Excellent & good luck!

milktraylady Fri 14-Jun-13 11:51:32

Hi, this is an interesting discussion.
My LO is 8 weeks old, so my memory of how I felt pre birth is pretty clear- is was SO obsessed with not having an induction.
(Turned out she came 1 day before my due date)
I was telling my sister how much I didn't want to be forced into an induction.

Well this sister happens to be a GP. Qualified 10ish years ago & does all her keeping up to date cpd (is an excellent doctor).
She said the stats 'drop off a cliff' for positive outcomes after the 42wks.
And I would be crazy not to go ahead with the induction. And this is my sister wanting me & her niece to be ok- not a random doctor.

I can ask her for refs/studies I will link to (prob wont be v quick, but I will post them eventually)

Her view was- you want a healthy baby at the end of the day. Going over your due date +12 increases your risks of complications.
So why risk that unnecessarily?

Really made me think differently about induction. Not ideal, but necessary- rather than outright refusal.

I just wanted to put that point of view across, in case it helped anyone.
As I remember how stressed out I was about the whole induction thing.

quertas Fri 14-Jun-13 10:23:30

Interesting statement Milktray lady. Please provide said 'stats' plus cite your sources. ( I've been doing way too much making lately, can you tell?!)

Ilovestackingcups Fri 14-Jun-13 09:56:09

Calm down with the scare stats guys! Yes, some babies need to be induced. Similarly (and hopefully more frequently) many don't. That is why most monitoring of mother and baby happens in the final weeks of low risk pregnancy. The further over you go, the more monitoring you may be offered. This is a safety net, and if anything appears to be going wrong, the MWs can discuss it with you, and help you to make an informed decision based on the facts relating specifically to you and your baby.

If there is anyone out there still reading this who hasn't gone into labour wink, most MWs/consultants have to say that you will be 'booked in' for an induction. This is NHS speak for 'offered' an induction. As with everything else: your body, your baby, your decision.

There is evidence that in general the placenta will cease to function as effectively from 42 weeks. However, this does not mean all placentas will suddenly malfunction at this date. Remember also that this date is picked out for you at your 12 week scan, so can be clouded by so many, many other factors. And as MoreSnowPlease has said above, medical research and studies into overdue births are becoming harder and harder to come by, as most women now feel coralled/relieved into accepting an induction by/on 42 weeks.

FWIW, I was all set to march into my consultant meeting at 9am on 40+14 and refuse an induction point blank. DC1 arrived 4pm on 40+13 grin. She came when she was ready.

LaVolcan Fri 14-Jun-13 08:55:18

There is a reason why stillbirths dropped over 30% since the induction by 42 became routine

Have they? I thought this was one thing which hadn't changed much in the last 20 or so years.

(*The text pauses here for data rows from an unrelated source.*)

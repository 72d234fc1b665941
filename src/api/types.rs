//! Request and response bodies for the REST API.

use chrono::{DateTime, Utc};
use serde::{Deserialize, Serialize};

use crate::domain::{ArtifactPaths, ContractInfo, InlineArtifacts, VerificationResult};
use crate::prover::codec;

use super::error::{invalid_field, missing_fields, ApiError};

/// Body of `POST /api/verify/custom`.
#[derive(Debug, Clone, Default, Deserialize)]
#[serde(rename_all = "camelCase")]
pub struct CustomVerifyRequest {
    pub proof_path: Option<String>,
    pub vk_path: Option<String>,
    pub public_inputs_path: Option<String>,
}

impl CustomVerifyRequest {
    /// All three paths, or a 400 if any is absent or blank.
    pub fn into_paths(self) -> Result<ArtifactPaths, ApiError> {
        match (
            non_blank(self.proof_path),
            non_blank(self.vk_path),
            non_blank(self.public_inputs_path),
        ) {
            (Some(proof), Some(vk), Some(public_inputs)) => {
                Ok(ArtifactPaths::new(proof, vk, public_inputs))
            }
            _ => Err(missing_fields(
                "proofPath, vkPath e publicInputsPath são obrigatórios",
            )),
        }
    }
}

/// Body of `POST /api/verify/inline`: artifacts as base64 text.
#[derive(Debug, Clone, Default, Deserialize)]
pub struct InlineVerifyRequest {
    #[serde(rename = "proofB64")]
    pub proof: Option<String>,
    #[serde(rename = "verificationKeyB64")]
    pub verification_key: Option<String>,
    /// May be omitted for circuits without public inputs.
    #[serde(rename = "publicInputsB64")]
    pub public_inputs: Option<String>,
}

impl InlineVerifyRequest {
    pub fn into_artifacts(self) -> Result<InlineArtifacts, ApiError> {
        let (proof, verification_key) =
            match (non_blank(self.proof), non_blank(self.verification_key)) {
                (Some(proof), Some(vk)) => (proof, vk),
                _ => {
                    return Err(missing_fields(
                        "proofB64 e verificationKeyB64 são obrigatórios",
                    ))
                }
            };

        Ok(InlineArtifacts {
            proof: decode_field("proofB64", &proof)?,
            verification_key: decode_field("verificationKeyB64", &verification_key)?,
            public_inputs: match non_blank(self.public_inputs) {
                Some(text) => decode_field("publicInputsB64", &text)?,
                None => Vec::new(),
            },
        })
    }
}

fn non_blank(value: Option<String>) -> Option<String> {
    value.filter(|v| !v.trim().is_empty())
}

fn decode_field(field: &str, text: &str) -> Result<Vec<u8>, ApiError> {
    codec::decode_lenient(text)
        .map_err(|e| invalid_field(field, format!("{field} deve estar em base64 válido: {e}")))
}

/// `{ success, message, result }`
#[derive(Debug, Clone, Serialize)]
pub struct VerifyResponse {
    pub success: bool,
    pub message: String,
    pub result: VerificationResult,
}

/// Body of `GET /api/verify/contract-info`.
#[derive(Debug, Clone, Serialize)]
pub struct ContractInfoResponse {
    pub success: bool,
    pub contract: ContractInfo,
}

/// Body of `GET /api/health`.
#[derive(Debug, Clone, Serialize)]
pub struct HealthResponse {
    pub status: &'static str,
    pub timestamp: DateTime<Utc>,
    /// Seconds since startup.
    pub uptime: f64,
    pub environment: String,
    pub version: &'static str,
    pub services: HealthServices,
}

#[derive(Debug, Clone, Serialize)]
pub struct HealthServices {
    pub api: &'static str,
    pub starknet: &'static str,
}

nannyl Fri 14-Jun-13 08:35:14

I have a friend (fellow homebirther) who refused induction.

she went to 43 weeks then SHE made the decision that she would allow her waters to be ruptured artifically, which HAD to be done in hospital.

she went with erh doula and only agreed to it on the grounds she was allowed to transfer from labour ward to MLU downstiars... it was agreed but after her doula had to fight hard to get this to happen wink

she gave birth to an over 11lb baby in the MLY and went home within 6 hours.

at the end of the day if you refuse to sign a consent form, they cant make you be induced

blondecat Fri 14-Jun-13 06:54:49

Are you sure of your dates?

If you are not you may have some leeway - perhaps they say you are 41 but in fact you suspect you may be 40 + 3
If you know when you conceived as some of us desperate souls do and you get towards 42 weeks trust them. There is a reason why stillbirths dropped over 30% since the induction by 42 became routine

It may not end up as the birth experience you planned but surely what matters is the end result. In fact more often then not we can't control what our births will be like. Out of 8 of us in my nct group, none turned out 'ideal' but we had 8 happy babies to show for it.

It's unpredictable - a trial run for 18 plus years living with a child who has a mind and ideas of their own.